PROBLEM STATEMENT :: Please reproduce the entire listing exactly.

RECORDS FOR PROCESSING ::
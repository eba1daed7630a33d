//! Protocol engine composing the TDMA MAC, adaptive modulation and routing
//
// https://github.com/rust-iot/rust-lpwan
// Copyright 2021 Ryan Kurte

use core::fmt::{self, Debug};
use std::collections::VecDeque;

use log::{trace, debug, warn};
use rand_core::RngCore;

use crate::{Radio, Ts, timer::Timer, error::CoreError};
use crate::amc::{Amc, Mcs, QualityReport};
use crate::config::Config;
use crate::mac::{Mac, MacEvent, MacState, RxInfo, Tdma};
use crate::node::Address;
use crate::qos::{QosClass, ServiceType};
use crate::route::Router;

/// OGMs processed per tick
pub const OGM_BUDGET: usize = 8;

/// Buffered events
pub const EVENT_LEN: usize = 32;

/// Bulk transfer chunk size
pub const BULK_CHUNK_LEN: usize = 2048;

/// Engine health summary
#[derive(Debug, Clone, PartialEq)]
pub struct Health {
    pub state: MacState,
    pub neighbours: usize,
    pub routes: usize,
    pub tx_frames: u32,
    pub success_rate: f32,
    pub crc_failure_rate: f32,
}

impl fmt::Display for Health {
    fn fmt(&self, f: &mut fmt::Formatter<'_>) -> fmt::Result {
        write!(f, "{:?}: {} neighbours, {} routes, {} tx ({:.1}% ok), {:.1}% crc failures",
            self.state, self.neighbours, self.routes, self.tx_frames,
            self.success_rate * 100.0, self.crc_failure_rate * 100.0)
    }
}

/// Mesh node: runs the MAC each tick, then routing work outside slot handling
pub struct Engine<R, S, I, E, T, G> {
    mac: Tdma<R, S, I, E, T, G>,
    amc: Amc,
    router: Router,

    ogm_interval: Ts,
    last_ogm: Option<Ts>,
    last_purge: Ts,

    events: VecDeque<MacEvent>,
}

impl <R, S, I, E, T, G> Engine<R, S, I, E, T, G>
where
    R: Radio<S, I, E> + radio::Channel<Error=E>,
    <R as radio::Channel>::Channel: From<u16>,
    S: radio::RadioState,
    I: radio::ReceiveInfo + Default + Debug,
    E: Debug,
    T: Timer,
    G: RngCore,
{
    pub fn new(address: Address, config: Config, radio: R, timer: T, rng: G) -> Result<Self, CoreError<E>> {
        config.validate()?;

        let amc = Amc::new(config.amc.clone(), config.routing.weights.clone());
        let router = Router::new(address, config.routing.clone(), amc.reader());
        let ogm_interval = config.routing.ogm_interval_us;

        let mac = Tdma::new(address, config, radio, timer, rng, amc.reader(), router.reader())?;
        let now = mac.now();

        debug!("Engine {} started at {} us", address, now);

        Ok(Self {
            mac,
            amc,
            router,
            ogm_interval,
            last_ogm: None,
            last_purge: now,
            events: VecDeque::new(),
        })
    }

    pub fn mac(&self) -> &Tdma<R, S, I, E, T, G> {
        &self.mac
    }

    pub fn mac_mut(&mut self) -> &mut Tdma<R, S, I, E, T, G> {
        &mut self.mac
    }

    pub fn router(&self) -> &Router {
        &self.router
    }

    pub fn amc(&self) -> &Amc {
        &self.amc
    }

    pub fn address(&self) -> Address {
        self.mac.address
    }

    /// Feed a link quality measurement, returning the link's selected scheme
    pub fn report_quality(&mut self, report: QualityReport) -> Mcs {
        let now = self.mac.now();
        self.amc.update(report, now)
    }

    /// Request additional slots for the local node
    pub fn request_slot(&mut self, class: QosClass, duration_us: u32) -> Result<(), CoreError<E>> {
        self.mac.request_slot(class, duration_us)
    }

    /// Send application data using a service, returning the number of frames queued
    ///
    /// Emergency broadcasts ignore `dest`. Bulk data is queued only when every
    /// chunk fits in the Data queue.
    pub fn send(&mut self, dest: Address, service: ServiceType, data: &[u8]) -> Result<usize, CoreError<E>> {
        let class = service.class();

        match service {
            ServiceType::Realtime => {
                self.mac.transmit(dest, class, data)?;
                Ok(1)
            },
            ServiceType::EmergencyBroadcast => {
                self.mac.transmit(Address::BROADCAST, class, data)?;
                Ok(1)
            },
            ServiceType::Bulk => {
                let chunks = data.chunks(BULK_CHUNK_LEN).len();
                if chunks > self.mac.tx_queues.free(class) {
                    debug!("Bulk transfer of {} chunks exceeds queue space", chunks);
                    return Err(CoreError::BufferOverflow);
                }

                for c in data.chunks(BULK_CHUNK_LEN) {
                    self.mac.transmit(dest, class, c)?;
                }
                Ok(chunks)
            },
        }
    }

    pub fn poll_event(&mut self) -> Option<MacEvent> {
        self.events.pop_front()
    }

    pub fn health(&self) -> Health {
        let stats = self.mac.stats();

        Health {
            state: self.mac.state(),
            neighbours: self.mac.nodes().iter().filter(|n| n.address != self.mac.address).count(),
            routes: self.router.routes().len(),
            tx_frames: stats.tx_frames,
            success_rate: stats.success_rate(),
            crc_failure_rate: stats.crc_failure_rate(),
        }
    }

    fn push_event(&mut self, e: MacEvent) {
        if self.events.len() >= EVENT_LEN {
            warn!("Event buffer full, dropping {:?}", self.events.pop_front());
        }
        self.events.push_back(e);
    }

    /// Routing maintenance: inbound OGMs, origination and purge
    fn route(&mut self, now: Ts) {
        for _ in 0..OGM_BUDGET {
            let (from, ogm) = match self.mac.poll_ogm() {
                Some(v) => v,
                None => break,
            };

            if let Some(relay) = self.router.process(from, &ogm, now) {
                trace!("Relay OGM {} from {}", relay.seq, relay.originator);
                self.mac.queue_ogm(relay);
            }
        }

        let due = self.last_ogm.map(|t| now.saturating_sub(t) >= self.ogm_interval).unwrap_or(true);
        if due && self.mac.state().is_synced() {
            let ogm = self.router.originate(now);
            self.mac.queue_ogm(ogm);
            self.last_ogm = Some(now);
        }

        if now.saturating_sub(self.last_purge) >= self.ogm_interval {
            let n = self.router.purge(now);
            if n > 0 {
                debug!("Purged {} routes", n);
            }
            self.last_purge = now;
        }
    }
}

impl <R, S, I, E, T, G> Mac for Engine<R, S, I, E, T, G>
where
    R: Radio<S, I, E> + radio::Channel<Error=E>,
    <R as radio::Channel>::Channel: From<u16>,
    S: radio::RadioState,
    I: radio::ReceiveInfo + Default + Debug,
    E: Debug,
    T: Timer,
    G: RngCore,
{
    type Error = CoreError<E>;

    fn transmit(&mut self, dest: Address, class: QosClass, data: &[u8]) -> Result<(), Self::Error> {
        self.mac.transmit(dest, class, data)
    }

    fn receive(&mut self, buff: &mut [u8]) -> Result<Option<(usize, RxInfo)>, Self::Error> {
        self.mac.receive(buff)
    }

    fn busy(&mut self) -> Result<bool, Self::Error> {
        self.mac.busy()
    }

    fn tick(&mut self) -> Result<(), Self::Error> {
        self.mac.tick()?;

        let now = self.mac.now();

        while let Some(e) = self.mac.poll_event() {
            match &e {
                MacEvent::NodeLost(a) => self.amc.remove(a),
                MacEvent::NoBeacon | MacEvent::JoinFailed => self.last_ogm = None,
                _ => (),
            }
            self.push_event(e);
        }

        self.route(now);

        Ok(())
    }
}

RESPONSE FOR THIS EXERCISE ::
repository eba1daed7630a33d
//! Protocol engine composing the TDMA MAC, adaptive modulation and routing
//
// https://github.com/rust-iot/rust-lpwan
// Copyright 2021 Ryan Kurte

use core::fmt::{self, Debug};
use std::collections::VecDeque;

use log::{trace, debug, warn};
use rand_core::RngCore;

use crate::{Radio, Ts, timer::Timer, error::CoreError};
use crate::amc::{Amc, Mcs, QualityReport};
use crate::config::Config;
use crate::mac::{Mac, MacEvent, MacState, RxInfo, Tdma};
use crate::node::Address;
use crate::qos::{QosClass, ServiceType};
use crate::route::Router;

/// OGMs processed per tick
pub const OGM_BUDGET: usize = 8;

/// Buffered events
pub const EVENT_LEN: usize = 32;

/// Bulk transfer chunk size
pub const BULK_CHUNK_LEN: usize = 2048;

/// Engine health summary
#[derive(Debug, Clone, PartialEq)]
pub struct Health {
    pub state: MacState,
    pub neighbours: usize,
    pub routes: usize,
    pub tx_frames: u32,
    pub success_rate: f32,
    pub crc_failure_rate: f32,
}

impl fmt::Display for Health {
    fn fmt(&self, f: &mut fmt::Formatter<'_>) -> fmt::Result {
        write!(f, "{:?}: {} neighbours, {} routes, {} tx ({:.1}% ok), {:.1}% crc failures",
            self.state, self.neighbours, self.routes, self.tx_frames,
            self.success_rate * 100.0, self.crc_failure_rate * 100.0)
    }
}

/// Mesh node: runs the MAC each tick, then routing work outside slot handling
pub struct Engine<R, S, I, E, T, G> {
    mac: Tdma<R, S, I, E, T, G>,
    amc: Amc,
    router: Router,

    ogm_interval: Ts,
    last_ogm: Option<Ts>,
    last_purge: Ts,

    events: VecDeque<MacEvent>,
}

impl <R, S, I, E, T, G> Engine<R, S, I, E, T, G>
where
    R: Radio<S, I, E> + radio::Channel<Error=E>,
    <R as radio::Channel>::Channel: From<u16>,
    S: radio::RadioState,
    I: radio::ReceiveInfo + Default + Debug,
    E: Debug,
    T: Timer,
    G: RngCore,
{
    pub fn new(address: Address, config: Config, radio: R, timer: T, rng: G) -> Result<Self, CoreError<E>> {
        config.validate()?;

        let amc = Amc::new(config.amc.clone(), config.routing.weights.clone());
        let router = Router::new(address, config.routing.clone(), amc.reader());
        let ogm_interval = config.routing.ogm_interval_us;

        let mac = Tdma::new(address, config, radio, timer, rng, amc.reader(), router.reader())?;
        let now = mac.now();

        debug!("Engine {} started at {} us", address, now);

        Ok(Self {
            mac,
            amc,
            router,
            ogm_interval,
            last_ogm: None,
            last_purge: now,
            events: VecDeque::new(),
        })
    }

    pub fn mac(&self) -> &Tdma<R, S, I, E, T, G> {
        &self.mac
    }

    pub fn mac_mut(&mut self) -> &mut Tdma<R, S, I, E, T, G> {
        &mut self.mac
    }

    pub fn router(&self) -> &Router {
        &self.router
    }

    pub fn amc(&self) -> &Amc {
        &self.amc
    }

    pub fn address(&self) -> Address {
        self.mac.address
    }

    /// Feed a link quality measurement, returning the link's selected scheme
    pub fn report_quality(&mut self, report: QualityReport) -> Mcs {
        let now = self.mac.now();
        self.amc.update(report, now)
    }

    /// Request additional slots for the local node
    pub fn request_slot(&mut self, class: QosClass, duration_us: u32) -> Result<(), CoreError<E>> {
        self.mac.request_slot(class, duration_us)
    }

    /// Send application data using a service, returning the number of frames queued
    ///
    /// Emergency broadcasts ignore `dest`. Bulk data is queued only when every
    /// chunk fits in the Data queue.
    pub fn send(&mut self, dest: Address, service: ServiceType, data: &[u8]) -> Result<usize, CoreError<E>> {
        let class = service.class();

        match service {
            ServiceType::Realtime => {
                self.mac.transmit(dest, class, data)?;
                Ok(1)
            },
            ServiceType::EmergencyBroadcast => {
                self.mac.transmit(Address::BROADCAST, class, data)?;
                Ok(1)
            },
            ServiceType::Bulk => {
                let chunks = data.chunks(BULK_CHUNK_LEN).len();
                if chunks > self.mac.tx_queues.free(class) {
                    debug!("Bulk transfer of {} chunks exceeds queue space", chunks);
                    return Err(CoreError::BufferOverflow);
                }

                for c in data.chunks(BULK_CHUNK_LEN) {
                    self.mac.transmit(dest, class, c)?;
                }
                Ok(chunks)
            },
        }
    }

    pub fn poll_event(&mut self) -> Option<MacEvent> {
        self.events.pop_front()
    }

    pub fn health(&self) -> Health {
        let stats = self.mac.stats();

        Health {
            state: self.mac.state(),
            neighbours: self.mac.nodes().iter().filter(|n| n.address != self.mac.address).count(),
            routes: self.router.routes().len(),
            tx_frames: stats.tx_frames,
            success_rate: stats.success_rate(),
            crc_failure_rate: stats.crc_failure_rate(),
        }
    }

    fn push_event(&mut self, e: MacEvent) {
        if self.events.len() >= EVENT_LEN {
            warn!("Event buffer full, dropping {:?}", self.events.pop_front());
        }
        self.events.push_back(e);
    }

    /// Routing maintenance: inbound OGMs, origination and purge
    fn route(&mut self, now: Ts) {
        for _ in 0..OGM_BUDGET {
            let (from, ogm) = match self.mac.poll_ogm() {
                Some(v) => v,
                None => break,
            };

            if let Some(relay) = self.router.process(from, &ogm, now) {
                trace!("Relay OGM {} from {}", relay.seq, relay.originator);
                self.mac.queue_ogm(relay);
            }
        }

        let due = self.last_ogm.map(|t| now.saturating_sub(t) >= self.ogm_interval).unwrap_or(true);
        if due && self.mac.state().is_synced() {
            let ogm = self.router.originate(now);
            self.mac.queue_ogm(ogm);
            self.last_ogm = Some(now);
        }

        if now.saturating_sub(self.last_purge) >= self.ogm_interval {
            let n = self.router.purge(now);
            if n > 0 {
                debug!("Purged {} routes", n);
            }
            self.last_purge = now;
        }
    }
}

impl <R, S, I, E, T, G> Mac for Engine<R, S, I, E, T, G>
where
    R: Radio<S, I, E> + radio::Channel<Error=E>,
    <R as radio::Channel>::Channel: From<u16>,
    S: radio::RadioState,
    I: radio::ReceiveInfo + Default + Debug,
    E: Debug,
    T: Timer,
    G: RngCore,
{
    type Error = CoreError<E>;

    fn transmit(&mut self, dest: Address, class: QosClass, data: &[u8]) -> Result<(), Self::Error> {
        self.mac.transmit(dest, class, data)
    }

    fn receive(&mut self, buff: &mut [u8]) -> Result<Option<(usize, RxInfo)>, Self::Error> {
        self.mac.receive(buff)
    }

    fn busy(&mut self) -> Result<bool, Self::Error> {
        self.mac.busy()
    }

    fn tick(&mut self) -> Result<(), Self::Error> {
        self.mac.tick()?;

        let now = self.mac.now();

        while let Some(e) = self.mac.poll_event() {
            match &e {
                MacEvent::NodeLost(a) => self.amc.remove(a),
                MacEvent::NoBeacon | MacEvent::JoinFailed => self.last_ogm = None,
                _ => (),
            }
            self.push_event(e);
        }

        self.route(now);

        Ok(())
    }
}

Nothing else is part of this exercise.